== Directions ==
The listing that follows should be reproduced exactly, line for line.

== Extracted records ==
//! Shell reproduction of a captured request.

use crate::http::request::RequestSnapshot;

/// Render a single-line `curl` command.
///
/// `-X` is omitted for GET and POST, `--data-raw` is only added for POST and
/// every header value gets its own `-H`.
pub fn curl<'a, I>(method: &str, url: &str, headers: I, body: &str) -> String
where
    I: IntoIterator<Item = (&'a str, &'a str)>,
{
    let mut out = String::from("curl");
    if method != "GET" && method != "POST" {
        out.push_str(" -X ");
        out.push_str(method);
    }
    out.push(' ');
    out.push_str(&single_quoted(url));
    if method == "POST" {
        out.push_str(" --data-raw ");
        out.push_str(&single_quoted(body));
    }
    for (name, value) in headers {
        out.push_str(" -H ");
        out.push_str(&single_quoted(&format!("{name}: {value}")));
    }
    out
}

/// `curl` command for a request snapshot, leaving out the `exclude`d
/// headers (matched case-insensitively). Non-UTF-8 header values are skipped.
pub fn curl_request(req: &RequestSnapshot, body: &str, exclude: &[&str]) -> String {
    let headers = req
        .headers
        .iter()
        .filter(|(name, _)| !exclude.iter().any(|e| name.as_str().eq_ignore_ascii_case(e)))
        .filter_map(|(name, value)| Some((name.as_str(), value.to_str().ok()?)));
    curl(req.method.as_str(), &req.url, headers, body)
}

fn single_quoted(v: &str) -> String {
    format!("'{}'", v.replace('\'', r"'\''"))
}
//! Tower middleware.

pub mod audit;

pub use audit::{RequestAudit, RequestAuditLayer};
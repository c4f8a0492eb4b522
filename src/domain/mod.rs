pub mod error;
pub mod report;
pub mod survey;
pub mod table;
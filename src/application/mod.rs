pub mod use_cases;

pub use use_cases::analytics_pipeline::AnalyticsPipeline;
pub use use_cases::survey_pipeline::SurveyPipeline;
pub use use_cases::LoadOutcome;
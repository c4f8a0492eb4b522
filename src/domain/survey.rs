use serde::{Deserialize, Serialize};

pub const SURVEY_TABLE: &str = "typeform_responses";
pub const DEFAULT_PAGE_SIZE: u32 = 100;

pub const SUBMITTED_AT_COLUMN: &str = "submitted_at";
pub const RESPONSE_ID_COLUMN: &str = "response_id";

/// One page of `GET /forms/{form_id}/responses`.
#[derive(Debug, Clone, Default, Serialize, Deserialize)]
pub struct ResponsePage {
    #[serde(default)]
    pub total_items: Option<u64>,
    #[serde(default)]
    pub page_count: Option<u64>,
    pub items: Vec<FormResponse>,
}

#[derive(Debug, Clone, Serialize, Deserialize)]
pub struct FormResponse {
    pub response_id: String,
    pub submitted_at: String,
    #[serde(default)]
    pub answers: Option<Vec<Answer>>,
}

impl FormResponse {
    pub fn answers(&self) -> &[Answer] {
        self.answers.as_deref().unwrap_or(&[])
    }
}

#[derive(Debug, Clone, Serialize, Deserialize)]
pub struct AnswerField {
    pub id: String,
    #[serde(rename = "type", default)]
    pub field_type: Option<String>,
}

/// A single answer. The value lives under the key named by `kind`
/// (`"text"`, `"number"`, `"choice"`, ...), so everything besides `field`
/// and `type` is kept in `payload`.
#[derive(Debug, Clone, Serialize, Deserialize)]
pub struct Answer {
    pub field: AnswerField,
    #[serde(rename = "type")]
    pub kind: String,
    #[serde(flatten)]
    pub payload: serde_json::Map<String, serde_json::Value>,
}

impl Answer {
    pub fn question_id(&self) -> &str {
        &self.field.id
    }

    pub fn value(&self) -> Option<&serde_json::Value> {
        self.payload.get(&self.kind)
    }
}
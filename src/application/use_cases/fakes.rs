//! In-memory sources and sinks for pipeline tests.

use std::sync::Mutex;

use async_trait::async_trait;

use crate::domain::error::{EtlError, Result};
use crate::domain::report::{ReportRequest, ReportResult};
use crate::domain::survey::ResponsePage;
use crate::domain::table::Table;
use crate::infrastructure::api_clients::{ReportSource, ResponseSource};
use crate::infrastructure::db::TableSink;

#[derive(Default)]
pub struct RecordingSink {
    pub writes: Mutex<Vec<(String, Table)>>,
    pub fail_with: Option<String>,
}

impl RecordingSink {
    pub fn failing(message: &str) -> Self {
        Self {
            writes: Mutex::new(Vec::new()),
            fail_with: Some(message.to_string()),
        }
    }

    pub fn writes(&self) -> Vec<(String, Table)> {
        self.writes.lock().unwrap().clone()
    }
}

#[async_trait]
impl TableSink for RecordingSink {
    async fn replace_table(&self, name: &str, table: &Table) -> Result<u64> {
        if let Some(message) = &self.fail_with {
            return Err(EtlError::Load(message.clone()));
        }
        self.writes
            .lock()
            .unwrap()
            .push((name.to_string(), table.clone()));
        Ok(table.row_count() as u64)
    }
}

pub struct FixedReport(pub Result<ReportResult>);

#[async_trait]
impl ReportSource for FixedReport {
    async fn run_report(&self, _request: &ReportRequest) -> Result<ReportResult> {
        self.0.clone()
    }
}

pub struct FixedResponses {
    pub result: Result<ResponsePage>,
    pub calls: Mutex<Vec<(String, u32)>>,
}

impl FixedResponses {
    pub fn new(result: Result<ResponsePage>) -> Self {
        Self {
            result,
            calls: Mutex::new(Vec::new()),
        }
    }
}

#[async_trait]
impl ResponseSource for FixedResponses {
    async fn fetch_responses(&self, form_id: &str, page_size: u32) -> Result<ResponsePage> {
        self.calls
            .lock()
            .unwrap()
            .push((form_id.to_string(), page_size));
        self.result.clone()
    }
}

== Task answer ==
//! Shell reproduction of a captured request.

use crate::http::request::RequestSnapshot;

/// Render a single-line `curl` command.
///
/// `-X` is omitted for GET and POST, `--data-raw` is only added for POST and
/// every header value gets its own `-H`.
pub fn curl<'a, I>(method: &str, url: &str, headers: I, body: &str) -> String
where
    I: IntoIterator<Item = (&'a str, &'a str)>,
{
    let mut out = String::from("curl");
    if method != "GET" && method != "POST" {
        out.push_str(" -X ");
        out.push_str(method);
    }
    out.push(' ');
    out.push_str(&single_quoted(url));
    if method == "POST" {
        out.push_str(" --data-raw ");
        out.push_str(&single_quoted(body));
    }
    for (name, value) in headers {
        out.push_str(" -H ");
        out.push_str(&single_quoted(&format!("{name}: {value}")));
    }
    out
}

/// `curl` command for a request snapshot, leaving out the `exclude`d
/// headers (matched case-insensitively). Non-UTF-8 header values are skipped.
pub fn curl_request(req: &RequestSnapshot, body: &str, exclude: &[&str]) -> String {
    let headers = req
        .headers
        .iter()
        .filter(|(name, _)| !exclude.iter().any(|e| name.as_str().eq_ignore_ascii_case(e)))
        .filter_map(|(name, value)| Some((name.as_str(), value.to_str().ok()?)));
    curl(req.method.as_str(), &req.url, headers, body)
}

fn single_quoted(v: &str) -> String {
    format!("'{}'", v.replace('\'', r"'\''"))
}
//! Tower middleware.

pub mod audit;

pub use audit::{RequestAudit, RequestAuditLayer};
repository c4f8a0492eb4b522
filename src/domain/mod.rs
pub mod error;
pub mod report;
pub mod survey;
pub mod table;
filename src/application/mod.rs
pub mod use_cases;

pub use use_cases::analytics_pipeline::AnalyticsPipeline;
pub use use_cases::survey_pipeline::SurveyPipeline;
pub use use_cases::LoadOutcome;
repository c4f8a0492eb4b522
filename src/domain/survey.rs
use serde::{Deserialize, Serialize};

pub const SURVEY_TABLE: &str = "typeform_responses";
pub const DEFAULT_PAGE_SIZE: u32 = 100;

pub const SUBMITTED_AT_COLUMN: &str = "submitted_at";
pub const RESPONSE_ID_COLUMN: &str = "response_id";

/// One page of `GET /forms/{form_id}/responses`.
#[derive(Debug, Clone, Default, Serialize, Deserialize)]
pub struct ResponsePage {
    #[serde(default)]
    pub total_items: Option<u64>,
    #[serde(default)]
    pub page_count: Option<u64>,
    pub items: Vec<FormResponse>,
}

#[derive(Debug, Clone, Serialize, Deserialize)]
pub struct FormResponse {
    pub response_id: String,
    pub submitted_at: String,
    #[serde(default)]
    pub answers: Option<Vec<Answer>>,
}

impl FormResponse {
    pub fn answers(&self) -> &[Answer] {
        self.answers.as_deref().unwrap_or(&[])
    }
}

#[derive(Debug, Clone, Serialize, Deserialize)]
pub struct AnswerField {
    pub id: String,
    #[serde(rename = "type", default)]
    pub field_type: Option<String>,
}

/// A single answer. The value lives under the key named by `kind`
/// (`"text"`, `"number"`, `"choice"`, ...), so everything besides `field`
/// and `type` is kept in `payload`.
#[derive(Debug, Clone, Serialize, Deserialize)]
pub struct Answer {
    pub field: AnswerField,
    #[serde(rename = "type")]
    pub kind: String,
    #[serde(flatten)]
    pub payload: serde_json::Map<String, serde_json::Value>,
}

impl Answer {
    pub fn question_id(&self) -> &str {
        &self.field.id
    }

    pub fn value(&self) -> Option<&serde_json::Value> {
        self.payload.get(&self.kind)
    }
}
filename src/application/use_cases/fakes.rs
//! In-memory sources and sinks for pipeline tests.

use std::sync::Mutex;

use async_trait::async_trait;

use crate::domain::error::{EtlError, Result};
use crate::domain::report::{ReportRequest, ReportResult};
use crate::domain::survey::ResponsePage;
use crate::domain::table::Table;
use crate::infrastructure::api_clients::{ReportSource, ResponseSource};
use crate::infrastructure::db::TableSink;

#[derive(Default)]
pub struct RecordingSink {
    pub writes: Mutex<Vec<(String, Table)>>,
    pub fail_with: Option<String>,
}

impl RecordingSink {
    pub fn failing(message: &str) -> Self {
        Self {
            writes: Mutex::new(Vec::new()),
            fail_with: Some(message.to_string()),
        }
    }

    pub fn writes(&self) -> Vec<(String, Table)> {
        self.writes.lock().unwrap().clone()
    }
}

#[async_trait]
impl TableSink for RecordingSink {
    async fn replace_table(&self, name: &str, table: &Table) -> Result<u64> {
        if let Some(message) = &self.fail_with {
            return Err(EtlError::Load(message.clone()));
        }
        self.writes
            .lock()
            .unwrap()
            .push((name.to_string(), table.clone()));
        Ok(table.row_count() as u64)
    }
}

pub struct FixedReport(pub Result<ReportResult>);

#[async_trait]
impl ReportSource for FixedReport {
    async fn run_report(&self, _request: &ReportRequest) -> Result<ReportResult> {
        self.0.clone()
    }
}

pub struct FixedResponses {
    pub result: Result<ResponsePage>,
    pub calls: Mutex<Vec<(String, u32)>>,
}

impl FixedResponses {
    pub fn new(result: Result<ResponsePage>) -> Self {
        Self {
            result,
            calls: Mutex::new(Vec::new()),
        }
    }
}

#[async_trait]
impl ResponseSource for FixedResponses {
    async fn fetch_responses(&self, form_id: &str, page_size: u32) -> Result<ResponsePage> {
        self.calls
            .lock()
            .unwrap()
            .push((form_id.to_string(), page_size));
        self.result.clone()
    }
}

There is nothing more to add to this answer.